The Curious Case of David Duval

By Jay CoffinNovember 3, 2009, 10:00 am

Project 99I was there when ... it all fell apart for David Duval.

First thought was, “Ouch.” Second thought was, “This man couldn’t possibly have shot 59.”

I was there at the 2003 PGA Championship when David Duval couldn’t hit the ball into the ocean if he had one toe in the water. Yet, that same man, four years prior at the Bob Hope Classic, played so well over 18 holes that he wasn’t capable of hitting an approach shot outside 10 feet. Two years earlier he collected his first major triumph at the Open Championship.

That sums up the curious case of David Duval. His game has been both magnificent and manic.

It’s no shock that Duval won the 1999 Bob Hope Classic, it’s just surprising how he won it. He entered the event having won eight of his previous 27 tournaments and was within a frog hair of Tiger Woods’ No. 1 ranking.

David Duval
David Duval watches his eagle putt drop for 59. (Getty Images)
Although Duval was on people’s minds as a contender early in the week, those thoughts faded entering the fifth and final round at PGA West’s Palmer Course when he was seven shots behind leader Steve Pate. Even a nifty front-nine 31 didn’t do too much to get people in the California desert worked up.

Three consecutive birdies to open the inward nine changed the tune dramatically. Suddenly, Pate and fellow contender John Huston had company. Television producers were sent scrambling to make sure they were prepared to follow every shot from Duval, and news of the heroics had spread among the gallery creating a sudden feeling that something special was about to happen.

With 59 on Duval’s mind, he closed stronger than New York Yankees reliever Mariano Rivera, going 2-3-3-3 over the final four holes.
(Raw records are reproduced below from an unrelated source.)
use thiserror::Error;

#[derive(Clone, Debug, Error, PartialEq, Eq)]
pub enum DomainError {
    #[error("invalid input `{field}`: {reason}")]
    InvalidInput { field: String, reason: String },
    #[error("invalid commission tier table: {0}")]
    InvalidTierTable(String),
    #[error("invalid store configuration: {0}")]
    InvalidStoreConfig(String),
}

impl DomainError {
    pub fn invalid_input(field: impl Into<String>, reason: impl Into<String>) -> Self {
        Self::InvalidInput { field: field.into(), reason: reason.into() }
    }

    /// A derived amount that does not fit in a `Decimal`.
    pub fn out_of_range(field: impl Into<String>) -> Self {
        Self::invalid_input(field, "result exceeds the supported decimal range")
    }
}

#[derive(Clone, Debug, Error, PartialEq, Eq)]
pub enum ApplicationError {
    #[error(transparent)]
    Domain(#[from] DomainError),
    #[error("store configuration is missing for store `{store_id}`")]
    ConfigurationMissing { store_id: String },
    #[error("store configuration for `{store_id}` was created concurrently")]
    ConcurrentConfigCreation { store_id: String },
    #[error("persistence failure: {0}")]
    Persistence(String),
    #[error("configuration failure: {0}")]
    Configuration(String),
}

#[derive(Clone, Debug, Error, PartialEq, Eq)]
pub enum InterfaceError {
    #[error("bad request: {message}")]
    BadRequest { message: String, correlation_id: String },
    #[error("service unavailable: {message}")]
    ServiceUnavailable { message: String, correlation_id: String },
    #[error("internal error: {message}")]
    Internal { message: String, correlation_id: String },
}

impl InterfaceError {
    pub fn user_message(&self) -> &'static str {
        match self {
            Self::BadRequest { .. } => {
                "The quote could not be priced. Check the values and try again."
            }
            Self::ServiceUnavailable { .. } => {
                "Store pricing data is temporarily unavailable. Please retry shortly."
            }
            Self::Internal { .. } => "An unexpected internal error occurred.",
        }
    }
}

impl ApplicationError {
    pub fn into_interface(self, correlation_id: impl Into<String>) -> InterfaceError {
        let correlation_id = correlation_id.into();
        let mut mapped = InterfaceError::from(self);
        match &mut mapped {
            InterfaceError::BadRequest { correlation_id: id, .. }
            | InterfaceError::ServiceUnavailable { correlation_id: id, .. }
            | InterfaceError::Internal { correlation_id: id, .. } => *id = correlation_id,
        }
        mapped
    }

    /// Short machine-readable class used in CLI payloads and log fields.
    pub fn error_class(&self) -> &'static str {
        match self {
            Self::Domain(DomainError::InvalidInput { .. }) => "invalid_input",
            Self::Domain(DomainError::InvalidTierTable(_)) => "invalid_tier_table",
            Self::Domain(DomainError::InvalidStoreConfig(_)) => "invalid_store_config",
            Self::ConfigurationMissing { .. } => "configuration_missing",
            Self::ConcurrentConfigCreation { .. } => "concurrent_config_creation",
            Self::Persistence(_) => "persistence",
            Self::Configuration(_) => "configuration",
        }
    }
}

impl From<ApplicationError> for InterfaceError {
    fn from(value: ApplicationError) -> Self {
        let message = value.to_string();
        let correlation_id = "unassigned".to_owned();
        match value {
            ApplicationError::Domain(_) => Self::BadRequest { message, correlation_id },
            ApplicationError::ConfigurationMissing { .. }
            | ApplicationError::ConcurrentConfigCreation { .. }
            | ApplicationError::Persistence(_) => {
                Self::ServiceUnavailable { message, correlation_id }
            }
            ApplicationError::Configuration(_) => Self::Internal { message, correlation_id },
        }
    }
}
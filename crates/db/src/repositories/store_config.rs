use std::str::FromStr;

use async_trait::async_trait;
use rust_decimal::Decimal;
use sqlx::Row;
use tracing::debug;

use joinery_core::cpq::numbering::format_quote_number;
use joinery_core::cpq::source::StoreConfigStore;
use joinery_core::domain::store::{NumberingFormat, StoreConfig, StoreId};
use joinery_core::errors::ApplicationError;

use super::{decode_err, RepositoryError, StoreConfigRepository};
use crate::DbPool;

const SELECT_COLUMNS: &str = "SELECT store_id, factory_cost_rate, fixed_measurement_cost, freight_rate,
        seller_discount_limit, manager_discount_limit, numbering_format,
        numbering_prefix, next_number
 FROM store_config";

pub struct SqlStoreConfigRepository {
    pool: DbPool,
}

impl SqlStoreConfigRepository {
    pub fn new(pool: DbPool) -> Self {
        Self { pool }
    }
}

fn decimal_column(row: &sqlx::sqlite::SqliteRow, column: &str) -> Result<Decimal, RepositoryError> {
    let raw: String = row.try_get(column).map_err(decode_err)?;
    Decimal::from_str(&raw).map_err(|e| RepositoryError::Decode(format!("{column}: {e}")))
}

fn row_to_store_config(row: &sqlx::sqlite::SqliteRow) -> Result<StoreConfig, RepositoryError> {
    let store_id: String = row.try_get("store_id").map_err(decode_err)?;
    let numbering_format: String = row.try_get("numbering_format").map_err(decode_err)?;
    let numbering_prefix: String = row.try_get("numbering_prefix").map_err(decode_err)?;
    let next_number: i64 = row.try_get("next_number").map_err(decode_err)?;

    Ok(StoreConfig {
        store_id: StoreId(store_id),
        factory_cost_rate: decimal_column(row, "factory_cost_rate")?,
        fixed_measurement_cost: decimal_column(row, "fixed_measurement_cost")?,
        freight_rate: decimal_column(row, "freight_rate")?,
        seller_discount_limit: decimal_column(row, "seller_discount_limit")?,
        manager_discount_limit: decimal_column(row, "manager_discount_limit")?,
        numbering_format: NumberingFormat::from_str(&numbering_format).map_err(decode_err)?,
        numbering_prefix,
        next_number,
    })
}

#[async_trait]
impl StoreConfigRepository for SqlStoreConfigRepository {
    async fn find(&self, store_id: &StoreId) -> Result<Option<StoreConfig>, RepositoryError> {
        let row = sqlx::query(&format!("{SELECT_COLUMNS} WHERE store_id = ?"))
            .bind(&store_id.0)
            .fetch_optional(&self.pool)
            .await?;

        match row {
            Some(ref r) => Ok(Some(row_to_store_config(r)?)),
            None => Ok(None),
        }
    }

    async fn insert_if_absent(&self, config: &StoreConfig) -> Result<bool, RepositoryError> {
        let result = sqlx::query(
            "INSERT INTO store_config (store_id, factory_cost_rate, fixed_measurement_cost,
                                       freight_rate, seller_discount_limit, manager_discount_limit,
                                       numbering_format, numbering_prefix, next_number)
             VALUES (?, ?, ?, ?, ?, ?, ?, ?, ?)
             ON CONFLICT(store_id) DO NOTHING",
        )
        .bind(&config.store_id.0)
        .bind(config.factory_cost_rate.to_string())
        .bind(config.fixed_measurement_cost.to_string())
        .bind(config.freight_rate.to_string())
        .bind(config.seller_discount_limit.to_string())
        .bind(config.manager_discount_limit.to_string())
        .bind(config.numbering_format.as_str())
        .bind(&config.numbering_prefix)
        .bind(config.next_number)
        .execute(&self.pool)
        .await;

        match result {
            Ok(done) => Ok(done.rows_affected() == 1),
            Err(sqlx::Error::Database(db_err)) if db_err.is_unique_violation() => Ok(false),
            Err(error) => Err(error.into()),
        }
    }

    async fn save(&self, config: &StoreConfig) -> Result<(), RepositoryError> {
        config.validate()?;

        sqlx::query(
            "INSERT INTO store_config (store_id, factory_cost_rate, fixed_measurement_cost,
                                       freight_rate, seller_discount_limit, manager_discount_limit,
                                       numbering_format, numbering_prefix, next_number)
             VALUES (?, ?, ?, ?, ?, ?, ?, ?, ?)
             ON CONFLICT(store_id) DO UPDATE SET
                 factory_cost_rate = excluded.factory_cost_rate,
                 fixed_measurement_cost = excluded.fixed_measurement_cost,
                 freight_rate = excluded.freight_rate,
                 seller_discount_limit = excluded.seller_discount_limit,
                 manager_discount_limit = excluded.manager_discount_limit,
                 numbering_format = excluded.numbering_format,
                 numbering_prefix = excluded.numbering_prefix,
                 next_number = excluded.next_number,
                 updated_at = strftime('%Y-%m-%dT%H:%M:%fZ', 'now')",
        )
        .bind(&config.store_id.0)
        .bind(config.factory_cost_rate.to_string())
        .bind(config.fixed_measurement_cost.to_string())
        .bind(config.freight_rate.to_string())
        .bind(config.seller_discount_limit.to_string())
        .bind(config.manager_discount_limit.to_string())
        .bind(config.numbering_format.as_str())
        .bind(&config.numbering_prefix)
        .bind(config.next_number)
        .execute(&self.pool)
        .await?;

        Ok(())
    }

    async fn reserve_quote_number(
        &self,
        store_id: &StoreId,
        year: i32,
    ) -> Result<Option<String>, RepositoryError> {
        let row = sqlx::query(
            "UPDATE store_config
             SET next_number = next_number + 1,
                 updated_at = strftime('%Y-%m-%dT%H:%M:%fZ', 'now')
             WHERE store_id = ?
             RETURNING next_number - 1 AS reserved, numbering_format, numbering_prefix",
        )
        .bind(&store_id.0)
        .fetch_optional(&self.pool)
        .await?;

        let Some(row) = row else {
            return Ok(None);
        };

        let reserved: i64 = row.try_get("reserved").map_err(decode_err)?;
        let format: String = row.try_get("numbering_format").map_err(decode_err)?;
        let prefix: String = row.try_get("numbering_prefix").map_err(decode_err)?;
        let format = NumberingFormat::from_str(&format).map_err(decode_err)?;

        debug!(
            event_name = "persistence.quote_number.reserved",
            store_id = %store_id,
            reserved,
            "quote number reserved"
        );

        Ok(Some(format_quote_number(format, &prefix, reserved, year)))
    }
}

#[async_trait]
impl StoreConfigStore for SqlStoreConfigRepository {
    async fn find_store_config(
        &self,
        store_id: &StoreId,
    ) -> Result<Option<StoreConfig>, ApplicationError> {
        Ok(self.find(store_id).await?)
    }

    async fn insert_store_config(&self, config: &StoreConfig) -> Result<(), ApplicationError> {
        if self.insert_if_absent(config).await? {
            Ok(())
        } else {
            Err(ApplicationError::ConcurrentConfigCreation { store_id: config.store_id.0.clone() })
        }
    }
}
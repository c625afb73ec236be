pub mod approval;
pub mod commission;
pub mod identity;
pub mod quote;
pub mod store;
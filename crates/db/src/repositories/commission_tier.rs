use std::str::FromStr;

use async_trait::async_trait;
use rust_decimal::Decimal;
use sqlx::Row;

use joinery_core::domain::commission::{CommissionRole, CommissionTier, TierTable};
use joinery_core::domain::store::StoreId;

use super::{decode_err, CommissionTierRepository, RepositoryError};
use crate::DbPool;

pub struct SqlCommissionTierRepository {
    pool: DbPool,
}

impl SqlCommissionTierRepository {
    pub fn new(pool: DbPool) -> Self {
        Self { pool }
    }
}

fn parse_decimal(column: &str, raw: &str) -> Result<Decimal, RepositoryError> {
    Decimal::from_str(raw).map_err(|e| RepositoryError::Decode(format!("{column}: {e}")))
}

fn row_to_tier(row: &sqlx::sqlite::SqliteRow) -> Result<CommissionTier, RepositoryError> {
    let order: i64 = row.try_get("tier_order").map_err(decode_err)?;
    let min_value: String = row.try_get("min_value").map_err(decode_err)?;
    let max_value: Option<String> = row.try_get("max_value").map_err(decode_err)?;
    let rate: String = row.try_get("rate").map_err(decode_err)?;

    Ok(CommissionTier {
        order: u32::try_from(order).map_err(decode_err)?,
        min_value: parse_decimal("min_value", &min_value)?,
        max_value: max_value.as_deref().map(|raw| parse_decimal("max_value", raw)).transpose()?,
        rate: parse_decimal("rate", &rate)?,
    })
}

#[async_trait]
impl CommissionTierRepository for SqlCommissionTierRepository {
    async fn list(
        &self,
        store_id: &StoreId,
        role: CommissionRole,
    ) -> Result<Vec<CommissionTier>, RepositoryError> {
        let rows: Vec<sqlx::sqlite::SqliteRow> = sqlx::query(
            "SELECT tier_order, min_value, max_value, rate
             FROM commission_tier
             WHERE store_id = ? AND role = ?
             ORDER BY tier_order ASC",
        )
        .bind(&store_id.0)
        .bind(role.as_str())
        .fetch_all(&self.pool)
        .await?;

        rows.iter().map(row_to_tier).collect::<Result<Vec<_>, _>>()
    }

    async fn replace(
        &self,
        store_id: &StoreId,
        role: CommissionRole,
        table: &TierTable,
    ) -> Result<(), RepositoryError> {
        table.ensure_non_overlapping()?;

        let mut tx = self.pool.begin().await?;

        sqlx::query("DELETE FROM commission_tier WHERE store_id = ? AND role = ?")
            .bind(&store_id.0)
            .bind(role.as_str())
            .execute(&mut *tx)
            .await?;

        for tier in table.tiers() {
            sqlx::query(
                "INSERT INTO commission_tier (store_id, role, tier_order, min_value, max_value, rate)
                 VALUES (?, ?, ?, ?, ?, ?)",
            )
            .bind(&store_id.0)
            .bind(role.as_str())
            .bind(i64::from(tier.order))
            .bind(tier.min_value.to_string())
            .bind(tier.max_value.map(|value| value.to_string()))
            .bind(tier.rate.to_string())
            .execute(&mut *tx)
            .await?;
        }

        tx.commit().await?;
        Ok(())
    }
}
The final hole produced some of the best theater in golf history. After a monstrous drive of 320 yards on the par-5 home hole, Duval had 226 yards to a back pin guarded by water on the left. He smoked a 5-iron that carried some 210 yards and ran past the hole to 6 feet. Duval calmly rolled in the eagle to shoot 59 and let out a series of fist-pumps that were forceful, yet not quite Tiger Woods-like only because they lacked practice, not emotion.

“There it is. Fifty-nine. The best final round. Ever,” was the call from ABC’s Mike Tirico.

“It was an easy 59,” said playing partner Jeff Maggert, who, by comparison, chopped it around in 66. “I’ve never seen anyone hit the ball that close for an entire round. It was sort of like a no-hitter. I didn’t want to say the wrong thing.”

Duval, 27 years old at the time, hit 11-of-13 fairways, 17-of-18 greens, had 23 putts, made 11 birdies, one eagle and hit approach shots inside of 5 feet on half of the 18 holes.

“I was more excited about the score than having the chance to win the golf tournament,” Duval said that day, Jan. 24, 1999. “I certainly had aspirations of winning, but the 59 was first and foremost in my mind.”

The year continued to be great for Duval. He won four times before the Masters, including The Players Championship on the same day his father, Bob, won on the Champions Tour. A victory the week before the Masters gave Duval the top spot in the world ranking, supplanting Woods’ stranglehold on the position for the previous 41 weeks. Duval held the position for the next three months.

Each of the next couple years got progressively worse, back problems being the biggest culprit.

What I saw in 2003 defies explanation for myriad reasons.

Duval arrived at Oak Hill for the PGA Championship in the midst of his worst season on Tour having only made four cuts in 18 starts. He hadn’t sniffed anything close to a top-20 finish.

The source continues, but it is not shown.